Select Board Chair Laura FitzGerald-Kemmett asked if the count begins at the start of the fiscal year and who will be inputting that data.
Green said the countdown would begin on the anniversary date of their hiring.
The payroll company would be supplied with contract start date and allotted vacation/personal time information and will calculate it from there.
The town’s assistant treasurer, who puts in payroll data, would be relied on to catch errors, that could give employees too many vacation days, Green said.
“Hopefully, the employee would come forward and say there’s an error,” she said.
Vice Chair Joe Weeks said he would hope there are policies in place that would address such an eventuality.
“I think Mr. Weeks is picking up what I was putting down,” FitzGerald-Kemmett said. “I think we need to have a very clear policy that states in no event would something that appears on a pay stub supersede what is actually in the contract about what you would otherwise be due.”
Green agreed.
Select Board member Ed Heal asked about the process involved.
“If I take a sick day, how does it get on my pay stub?” he asked.
Green said department heads submit time sheets to accounting and then to the payroll firm, who will key in the data.
She said she has already discussed it with the interim accountant and treasurer about the process, and stressed there is no cost to the town for the change.
In order to give the assistant treasurer the ability to learn the process, departments will be entered on a staggered basis, suggesting the Highway Department and Administrative Professionals union would be the first to be included.
“Then if fire and police want to join in, we would start them afterward because they have a little more of a complex system,” she said.
Weeks said he liked the idea, because tracking days owed information is often tricky.
“To me it’s an easy way of looking at it, trying to plan for the future,” he said. “This makes complete logical sense.”
He did question how the discussion was listed on the agenda as including attendance on the stubs.
“I don’t want to give people the wrong impression that we’re keeping track of when they’re clocking in and clocking out, before we roll this out,” he said. “I think before you roll this out, people need to have the policy in front of them.”
Green stressed the change refers only to accrued time off.
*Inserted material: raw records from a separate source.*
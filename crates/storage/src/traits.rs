//! Boundary capabilities consumed and exposed by the header store.

use crate::{QueryContextError, Slot, StorageError};
use alloy_consensus::Header;
use alloy_primitives::Bytes;

/// Read-only access to the header slots as of one committed height.
///
/// A view is borrowed for the duration of a single lookup and must be stable:
/// once obtained for a height, concurrent writes at later versions can never
/// change what it returns.
#[auto_impl::auto_impl(&, Arc)]
pub trait SlotView {
    /// Returns the raw bytes stored at `slot`, or `None` if the slot holds
    /// no data at this view's height.
    fn get(&self, slot: Slot) -> Option<Bytes>;
}

/// The live key-value store scoped to the current execution context.
///
/// Writes land on the version currently being built and become visible to
/// historical views once that version commits. Implementations are expected
/// to be safe to share across concurrent readers; the underlying store is
/// the sole synchronization point.
#[auto_impl::auto_impl(&, Arc)]
pub trait SlotStore: SlotView {
    /// Stores `bytes` at `slot`, replacing any previous value. Single-key
    /// and atomic at the store layer.
    fn set(&self, slot: Slot, bytes: Bytes);
}

/// The versioned store adapter: produces read-only snapshot views bound to
/// previously committed heights.
///
/// This is the external capability that carries all height information; the
/// header store's own key space is height-independent (see [`Slot`]).
#[auto_impl::auto_impl(&, Arc)]
pub trait VersionedStore {
    /// The snapshot view type produced by [`Self::view_at`].
    type View: SlotView;

    /// Opens a read-only view of the store as it existed at `height`.
    ///
    /// `prove` requests proof data alongside reads; the header store always
    /// passes `false`.
    ///
    /// # Returns
    /// * `Ok(Self::View)` bound to `height`'s committed state.
    /// * `Err(QueryContextError)` if the height was pruned or the adapter
    ///   cannot serve the request. Cancellation surfaces here too; the
    ///   header store propagates it rather than retrying.
    fn view_at(&self, height: u64, prove: bool) -> Result<Self::View, QueryContextError>;

    /// Returns the height of the most recently committed block.
    fn current_height(&self) -> u64;
}

/// Header persistence exposed to the rest of the execution environment.
///
/// Implementations must be safe to call from concurrent readers while writes
/// for the next height are in flight.
#[auto_impl::auto_impl(&, Arc)]
pub trait HeaderStorage {
    /// Persists `header` under the slot for its number in the live store.
    ///
    /// # Returns
    /// * `Ok(())` once the write is applied.
    /// * `Err(StorageError)` if the header cannot be encoded; nothing is
    ///   written in that case.
    fn store_header(&self, header: &Header) -> Result<(), StorageError>;

    /// Returns the header at the given height.
    ///
    /// Heights beyond the current committed height are clamped down to it,
    /// so a caller racing block finalization receives the newest committed
    /// header rather than a spurious not-found. The substitution is always
    /// by the minimum amount and never yields an older header.
    ///
    /// # Returns
    /// * `Ok(Header)` whose `number` equals the (post-clamp) height.
    /// * `Err(StorageError)` if the header is missing, corrupt, fails the
    ///   number check, or no snapshot view could be opened.
    fn header_by_number(&self, number: u64) -> Result<Header, StorageError>;
}
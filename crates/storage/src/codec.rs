//! RLP codec for block headers.
//!
//! Headers are round-tripped through their canonical RLP form. The codec is
//! pure and deterministic; [`decode_header`] is the exact inverse of
//! [`encode_header`] for every header the latter accepts.

use crate::{error::StorageError, slot::MAX_HEIGHT};
use alloy_consensus::Header;
use alloy_primitives::Bytes;
use alloy_rlp::{Decodable, Encodable};

/// Serializes a header to its RLP representation.
///
/// Fails with [`StorageError::Encode`] if the header's number lies beyond
/// [`MAX_HEIGHT`], since such a header could never be addressed on the
/// versioned store's height axis again.
pub fn encode_header(header: &Header) -> Result<Bytes, StorageError> {
    if header.number > MAX_HEIGHT {
        return Err(StorageError::Encode(format!(
            "block number {} exceeds the maximum storable height {MAX_HEIGHT}",
            header.number
        )));
    }
    let mut buf = Vec::with_capacity(header.length());
    header.encode(&mut buf);
    Ok(buf.into())
}

/// Deserializes a header from its RLP representation.
///
/// Fails with [`StorageError::Decode`] on malformed input, including input
/// with trailing bytes after a well-formed header.
pub fn decode_header(mut bytes: &[u8]) -> Result<Header, StorageError> {
    let header = Header::decode(&mut bytes).map_err(StorageError::Decode)?;
    if !bytes.is_empty() {
        return Err(StorageError::Decode(alloy_rlp::Error::Custom(
            "trailing bytes after header",
        )));
    }
    Ok(header)
}
//! Error types for header storage.

use thiserror::Error;

/// Errors that may occur while storing or retrieving block headers.
///
/// Every failure is surfaced to the immediate caller; the store never retries
/// and never partially applies a write.
#[derive(Debug, Error, PartialEq, Eq)]
pub enum StorageError {
    /// The header could not be serialized for storage.
    #[error("failed to encode header: {0}")]
    Encode(String),

    /// The stored bytes do not decode to a valid header. Distinct from
    /// [`Self::HeaderNotFound`] so callers can tell "missing" from "corrupt".
    #[error("failed to decode header: {0}")]
    Decode(#[source] alloy_rlp::Error),

    /// No header is stored for the requested height.
    #[error("header not found for height {number}")]
    HeaderNotFound {
        /// The height that was queried, after clamping.
        number: u64,
    },

    /// The versioned store could not produce a snapshot view.
    #[error("failed to open query context: {0}")]
    QueryContext(#[from] QueryContextError),

    /// The decoded header's number differs from the requested height. This
    /// signals drift between the key scheme and the versioned store and is
    /// never silently corrected.
    #[error("header number mismatch: expected {expected}, found {found}")]
    HeaderMismatch {
        /// The height that was requested, after clamping.
        expected: u64,
        /// The number embedded in the decoded header.
        found: u64,
    },
}

/// Failures reported by the versioned store adapter when asked to open a
/// snapshot view.
#[derive(Debug, Error, PartialEq, Eq)]
pub enum QueryContextError {
    /// The snapshot for the requested height has been discarded.
    #[error("height {height} has been pruned, earliest retained height is {earliest}")]
    Pruned {
        /// The height that was requested.
        height: u64,
        /// The earliest height the store still retains.
        earliest: u64,
    },

    /// The adapter could not serve the request, e.g. it is misconfigured,
    /// shutting down, or the caller's context was cancelled.
    #[error("versioned store unavailable: {0}")]
    Unavailable(String),
}
//! Loading a single notes file.

use std::fs;
use std::path::{Path, PathBuf};
use std::sync::Arc;

use super::{Annotation, IndexOfAllOpenConflicts, NotesError};
use crate::element_reader::ElementReader;
use crate::progress::ProgressSink;

/// File extension for notes files.
pub const FILE_EXTENSION: &str = "ChorusNotes";

const RECORD_MARKER: &str = "<annotation";
const CLOSING_TAG: &str = "</notes>";

/// The annotations of one notes file together with their indexes.
#[derive(Debug)]
pub struct AnnotationRepository {
    path: Option<PathBuf>,
    annotations: Vec<Arc<Annotation>>,
    open_conflicts: IndexOfAllOpenConflicts,
}

impl AnnotationRepository {
    /// Path of the notes file that annotates `document`.
    pub fn path_for_document(document: &Path) -> PathBuf {
        let mut name = document.as_os_str().to_os_string();
        name.push(".");
        name.push(FILE_EXTENSION);
        PathBuf::from(name)
    }

    /// Loads a notes file from disk.
    pub fn from_file(path: &Path, progress: &mut dyn ProgressSink) -> Result<Self, NotesError> {
        let bytes = fs::read(path).map_err(|e| NotesError::Io(path.to_path_buf(), e))?;
        let mut repo = Self::from_bytes(&bytes, progress)
            .map_err(|e| NotesError::File(path.to_path_buf(), e.to_string()))?;
        repo.path = Some(path.to_path_buf());
        Ok(repo)
    }

    /// Builds a repository from the raw bytes of a notes document.
    pub fn from_bytes(bytes: &[u8], progress: &mut dyn ProgressSink) -> Result<Self, NotesError> {
        let bytes = bytes.trim_ascii_end();
        if !bytes.ends_with(CLOSING_TAG.as_bytes()) {
            if is_empty_root(bytes) {
                return Ok(Self::from_annotations(Vec::new(), progress));
            }
            return Err(NotesError::Parse(format!(
                "document does not end with {}",
                CLOSING_TAG
            )));
        }

        let reader = ElementReader::new(RECORD_MARKER, CLOSING_TAG).with_terminators(b">/");

        let mut annotations = Vec::new();
        let mut failure = None;
        reader.run(bytes, |record| {
            if failure.is_some() {
                return;
            }
            match Annotation::from_record(record) {
                Ok(a) => annotations.push(Arc::new(a)),
                Err(e) => failure = Some(e),
            }
        });
        if let Some(e) = failure {
            return Err(e);
        }

        tracing::debug!(count = annotations.len(), "loaded annotations");
        Ok(Self::from_annotations(annotations, progress))
    }

    pub fn from_annotations(
        annotations: Vec<Arc<Annotation>>,
        progress: &mut dyn ProgressSink,
    ) -> Self {
        let mut open_conflicts = IndexOfAllOpenConflicts::new();
        open_conflicts.initialize(annotations.iter().cloned(), progress);
        Self {
            path: None,
            annotations,
            open_conflicts,
        }
    }

    pub fn path(&self) -> Option<&Path> {
        self.path.as_deref()
    }

    pub fn annotations(&self) -> &[Arc<Annotation>] {
        &self.annotations
    }

    pub fn open_conflicts(&self) -> &IndexOfAllOpenConflicts {
        &self.open_conflicts
    }
}

/// True for an empty buffer or a document that is just `<notes .../>`.
fn is_empty_root(bytes: &[u8]) -> bool {
    if bytes.is_empty() {
        return true;
    }
    match bytes.iter().rposition(|b| *b == b'<') {
        Some(pos) => bytes[pos..].starts_with(b"<notes") && bytes.ends_with(b"/>"),
        None => false,
    }
}
//! Progress reporting for long-running scans.
//!
//! The core never depends on a concrete progress display. Anything that can
//! accept a step count or a message can observe a scan through [`ProgressSink`].

/// Receives progress updates from long-running operations.
pub trait ProgressSink {
    /// Reports that `done` of `total` units of work have completed.
    fn report_step(&mut self, done: usize, total: usize);

    /// Reports a free-form status message.
    fn report_message(&mut self, message: &str);
}

impl<F: FnMut(usize, usize)> ProgressSink for F {
    fn report_step(&mut self, done: usize, total: usize) {
        self(done, total);
    }

    fn report_message(&mut self, _message: &str) {}
}

/// A progress sink that discards everything.
#[derive(Debug, Default, Clone, Copy)]
pub struct NullProgress;

impl ProgressSink for NullProgress {
    fn report_step(&mut self, _done: usize, _total: usize) {}

    fn report_message(&mut self, _message: &str) {}
}

/// Forwards progress to `tracing` at debug level.
#[derive(Debug, Default, Clone)]
pub struct TracingProgress {
    label: String,
}

impl TracingProgress {
    pub fn new(label: impl Into<String>) -> Self {
        Self {
            label: label.into(),
        }
    }
}

impl ProgressSink for TracingProgress {
    fn report_step(&mut self, done: usize, total: usize) {
        tracing::debug!(label = %self.label, done, total, "progress");
    }

    fn report_message(&mut self, message: &str) {
        tracing::debug!(label = %self.label, "{}", message);
    }
}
FitzGerald-Kemmett said there needs to be ownership of the policy, advocating that employees be asked to initial it as an indication that they have read it. Town officials overseeing the process should also be required to provide the information to department heads to verify the information entered on the payroll forms.
“If you’re concerned there might be a learning curve to it … a training on the process, would also be a smart way to avoid errors,” Weeks said.